Catholics and movie-makers don’t have a exclusive lock on exorcism, however. Evangelical Protestant have a thriving exorcism practice as well. The evangelicals have a less formal approach however, without the Latin pedigree and the chrism. Evangelical exorcism is a lot like evangelical healing — a lot of smacking people on the head and crying out the name of Jesus. Some evangelical preachers perform exorcisms over the radio, TV or telephone.
Then there’s the Assemblies of God, which boasts as its most famous member U.S. Attorney General John Ashcroft. The Assemblies are extremely concerned with possession, because of the “spread of oriental religions and the occult” in America — they literally believe that power yoga is a tool of the devil.
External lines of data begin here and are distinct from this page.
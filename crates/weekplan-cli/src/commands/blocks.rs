//! Generated block commands.

use chrono::NaiveDate;
use clap::Subcommand;
use weekplan_core::ScheduleDb;

use super::parse_date;

#[derive(Subcommand)]
pub enum BlocksAction {
    /// List a user's generated blocks
    List {
        /// User ID
        user: String,
        /// First date to include (YYYY-MM-DD)
        #[arg(long, value_parser = parse_date)]
        from: Option<NaiveDate>,
        /// Last date to include (YYYY-MM-DD)
        #[arg(long, value_parser = parse_date)]
        to: Option<NaiveDate>,
    },
    /// Delete a user's generated blocks
    Clear {
        /// User ID
        user: String,
        /// First date to delete (YYYY-MM-DD)
        #[arg(long, value_parser = parse_date)]
        from: Option<NaiveDate>,
        /// Last date to delete (YYYY-MM-DD)
        #[arg(long, value_parser = parse_date)]
        to: Option<NaiveDate>,
    },
}

pub fn run(action: BlocksAction) -> Result<(), Box<dyn std::error::Error>> {
    let db = ScheduleDb::open()?;

    match action {
        BlocksAction::List { user, from, to } => {
            let blocks = db.list_generated_blocks(&user, from, to)?;
            println!("{}", serde_json::to_string_pretty(&blocks)?);
        }
        BlocksAction::Clear { user, from, to } => {
            let removed = db.delete_generated_blocks(&user, from, to)?;
            println!("{removed} blocks removed");
        }
    }
    Ok(())
}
The Attorney General’s religion teaches that the main danger related to demon possession is directly related to a preoccupation with the “sexy” side of demonic activity, such as projectile vomiting. According to the A.G. (the Assemblies, not Ashcroft necessarily): “There seems to be no basis in Scripture for the accompanying preoccupation with external phenomena, such as vomiting up various substances in connection with the casting out of demons (forgetting that demons are spirit beings). In the one instance in which foaming is mandated, Scripture makes it clear that this was a consistent pattern prior to the time the demon was cast out and not a phenomenon occurring only at the time of exorcism.”
Now that we’ve cleared that up, the position of the Assemblies is that demonic possession is a very real phenomenon, but “true Christians” are immune by virtue of their… well, virtuousness. So if you’re possessed, you have a legit problem, but you probably deserve it.